Most of the water we use is for plants and washing clothes and dishes, and for these purposes the river water is fine. But we also need about 20L per week of drinking water and the river water would need to be boiled if we were to use that. But our neighbour Maneco has a spring on his land and is happy for us to fill our 20L bottles from it – and it’s really awesome natural spring water! Ideally though we’d like to be more independent and we were talking about this with our other neighbour Ziza a few days ago. She said she knew a local guy who’s a dowser and when we showed interest, she gave him a call and we arranged for him to come and check out the situation.

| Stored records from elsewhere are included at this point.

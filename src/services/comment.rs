//! Comment service
//!
//! Comments always hang off an existing news item. Creating one for an
//! unknown news ID fails before anything is written.

use crate::db::query::CompiledQuery;
use crate::db::repositories::{CommentRepository, NewsRepository};
use crate::db::Database;
use crate::models::{non_blank, Comment, CreateCommentInput, UpdateCommentInput};
use crate::search::{CommentSearchFilterMapper, Page, SearchFilterMapper, SearchRequest};
use std::sync::Arc;

use super::error::{ServiceError, ServiceErrorCode};

/// Comment service
pub struct CommentService {
    db: Database,
    repo: Arc<dyn CommentRepository>,
    news_repo: Arc<dyn NewsRepository>,
    mapper: CommentSearchFilterMapper,
}

impl CommentService {
    pub fn new(
        db: Database,
        repo: Arc<dyn CommentRepository>,
        news_repo: Arc<dyn NewsRepository>,
    ) -> Self {
        Self {
            db,
            repo,
            news_repo,
            mapper: CommentSearchFilterMapper,
        }
    }

    /// One page of comments, newest first by default
    pub async fn read_all(&self, request: &SearchRequest) -> Result<Page<Comment>, ServiceError> {
        let criteria = self.mapper.map(request)?;
        let query = CompiledQuery::compile::<Comment>(&criteria)?;

        let mut conn = self.db.acquire().await?;
        Ok(self.repo.search(&mut conn, &query).await?)
    }

    pub async fn read_by_id(&self, id: i64) -> Result<Comment, ServiceError> {
        let mut conn = self.db.acquire().await?;
        self.repo
            .read_by_id(&mut conn, id)
            .await?
            .ok_or_else(|| ServiceError::not_found(ServiceErrorCode::CommentIdDoesNotExist, id))
    }

    /// Comments of a news item, newest first
    pub async fn read_by_news_id(&self, news_id: i64) -> Result<Vec<Comment>, ServiceError> {
        let mut conn = self.db.acquire().await?;
        if !self.news_repo.exists_by_id(&mut conn, news_id).await? {
            return Err(ServiceError::not_found(
                ServiceErrorCode::NewsIdDoesNotExist,
                news_id,
            ));
        }

        Ok(self.repo.read_by_news_id(&mut conn, news_id).await?)
    }

    pub async fn create(&self, input: CreateCommentInput) -> Result<Comment, ServiceError> {
        let mut tx = self.db.begin().await?;
        if !self.news_repo.exists_by_id(&mut *tx, input.news_id).await? {
            return Err(ServiceError::not_found(
                ServiceErrorCode::NewsIdDoesNotExist,
                input.news_id,
            ));
        }

        let comment = Comment::new(input.content.trim().to_string(), input.news_id);
        let created = self
            .repo
            .create(&mut *tx, &comment)
            .await
            .map_err(|e| ServiceError::from_write(e, ServiceErrorCode::CommentConflict))?;
        tx.commit().await?;

        tracing::info!("Created comment {} on news {}", created.id, created.news_id);
        Ok(created)
    }

    /// Replace the content of a comment; blank content leaves it unchanged
    pub async fn update(&self, id: i64, input: UpdateCommentInput) -> Result<Comment, ServiceError> {
        let mut tx = self.db.begin().await?;
        let mut comment = self
            .repo
            .read_by_id(&mut *tx, id)
            .await?
            .ok_or_else(|| ServiceError::not_found(ServiceErrorCode::CommentIdDoesNotExist, id))?;

        if let Some(content) = non_blank(input.content.as_deref()) {
            comment.content = content.to_string();
        }

        let updated = self.repo.update(&mut *tx, &comment).await?;
        tx.commit().await?;

        Ok(updated)
    }

    pub async fn delete_by_id(&self, id: i64) -> Result<(), ServiceError> {
        let mut tx = self.db.begin().await?;
        if !self.repo.exists_by_id(&mut *tx, id).await? {
            return Err(ServiceError::not_found(ServiceErrorCode::CommentIdDoesNotExist, id));
        }

        self.repo.delete_by_id(&mut *tx, id).await?;
        tx.commit().await?;

        tracing::info!("Deleted comment {}", id);
        Ok(())
    }
}

#[cfg(test)]
mod tests {
    use super::*;
    use crate::db::repositories::{SqlxCommentRepository, SqlxNewsRepository};
    use crate::db::{create_test_pool, migrations};

    async fn setup_test_service() -> (Database, CommentService) {
        let pool = create_test_pool().await.expect("Failed to create test pool");
        migrations::run_migrations(&pool)
            .await
            .expect("Failed to run migrations");

        pool.execute("INSERT INTO authors (id, name, created_at, updated_at) VALUES (1, 'Gosling', '2024-01-01T00:00:00+00:00', '2024-01-01T00:00:00+00:00')")
            .await
            .unwrap();
        pool.execute("INSERT INTO news (id, title, content, author_id, created_at, updated_at) VALUES (1, 'Java', 'Language', 1, '2024-01-01T00:00:00+00:00', '2024-01-01T00:00:00+00:00')")
            .await
            .unwrap();

        let service = CommentService::new(
            pool.clone(),
            SqlxCommentRepository::boxed(),
            SqlxNewsRepository::boxed(),
        );
        (pool, service)
    }

    fn create_input(content: &str, news_id: i64) -> CreateCommentInput {
        CreateCommentInput {
            content: content.to_string(),
            news_id,
        }
    }

    #[tokio::test]
    async fn test_create_comment() {
        let (_pool, service) = setup_test_service().await;

        let created = service.create(create_input("Nice one", 1)).await.unwrap();
        assert_eq!(created.news_id, 1);
        assert_eq!(service.read_by_id(created.id).await.unwrap(), created);
    }

    #[tokio::test]
    async fn test_create_for_missing_news_persists_nothing() {
        let (_pool, service) = setup_test_service().await;

        let err = service.create(create_input("Nice one", 99)).await.unwrap_err();
        assert_eq!(err.code(), ServiceErrorCode::NewsIdDoesNotExist);
        assert_eq!(err.to_string(), "News with id 99 does not exist.");

        let page = service
            .read_all(&SearchRequest {
                page: 1,
                page_size: 5,
                ..Default::default()
            })
            .await
            .unwrap();
        assert!(page.entities.is_empty());
        assert_eq!(page.page_count, 0);
    }

    #[tokio::test]
    async fn test_update_merges_content() {
        let (_pool, service) = setup_test_service().await;
        let created = service.create(create_input("Typo heer", 1)).await.unwrap();

        let kept = service
            .update(created.id, UpdateCommentInput { content: Some(" ".into()) })
            .await
            .unwrap();
        assert_eq!(kept.content, "Typo heer");

        let fixed = service
            .update(
                created.id,
                UpdateCommentInput {
                    content: Some("Typo here".into()),
                },
            )
            .await
            .unwrap();
        assert_eq!(fixed.content, "Typo here");
        assert_eq!(fixed.news_id, 1);
    }

    #[tokio::test]
    async fn test_update_and_delete_missing_comment() {
        let (_pool, service) = setup_test_service().await;

        let err = service
            .update(8, UpdateCommentInput::default())
            .await
            .unwrap_err();
        assert_eq!(err.code(), ServiceErrorCode::CommentIdDoesNotExist);

        let err = service.delete_by_id(8).await.unwrap_err();
        assert_eq!(err.code(), ServiceErrorCode::CommentIdDoesNotExist);
    }

    #[tokio::test]
    async fn test_read_by_news_id() {
        let (_pool, service) = setup_test_service().await;
        service.create(create_input("First!", 1)).await.unwrap();
        let latest = service.create(create_input("Second", 1)).await.unwrap();

        let comments = service.read_by_news_id(1).await.unwrap();
        assert_eq!(comments.len(), 2);
        assert_eq!(comments[0].id, latest.id);

        let err = service.read_by_news_id(2).await.unwrap_err();
        assert_eq!(err.code(), ServiceErrorCode::NewsIdDoesNotExist);
    }

    #[tokio::test]
    async fn test_read_all_filtered_by_news() {
        let (pool, service) = setup_test_service().await;
        pool.execute("INSERT INTO news (id, title, content, author_id, created_at, updated_at) VALUES (2, 'Kotlin', 'Language', 1, '2024-01-01T00:00:00+00:00', '2024-01-01T00:00:00+00:00')")
            .await
            .unwrap();
        service.create(create_input("About Java", 1)).await.unwrap();
        service.create(create_input("About Kotlin", 2)).await.unwrap();

        let page = service
            .read_all(&SearchRequest {
                page: 1,
                page_size: 5,
                sort_by_and_order: vec![],
                search_criteria: vec!["newsId:EQ:2".to_string()],
            })
            .await
            .unwrap();
        assert_eq!(page.entities.len(), 1);
        assert_eq!(page.entities[0].content, "About Kotlin");
    }
}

Well today he arrived, so we set off for Ziza’s about 1pm as we’d arranged to meet at her place so they could catch up with her first. When we arrived at Ziza’s, Rui’s wife and friend were inside talking to Ziza and Rui was outside taking a look at the friends car which was having problems – turns out he’s a mechanic too! Beth joked that maybe he could fix our car too 🙂

After a coffee we came back to our place with Rui and his wife to start the dowsing process. We started close to our house and walk in a few line around the garden area, and soon enough found that we had water passing at the closest corner of the vege patch about 2.5 metres down! Beth asked if there was anywhere up the side of the hill too because we know Maneco has a second spring on his side of the same hill, and it turns out there’s an underground river running at about 10 metres high above our house. It’s four metres deep though and there’s probably a lot of rock to go through, so we’ll probably need the council to drill that as only they have the machinery for it locally. So if that all works out then we could actually have running water here soon! We talked a bit about Dowsing and he tried to explain how to do it, but we couldn’t feel anything in the stick at all. His wife said she’d tried a lot too and couldn’t do it, it seems to work though and is used a lot throughout Brazil very successfully.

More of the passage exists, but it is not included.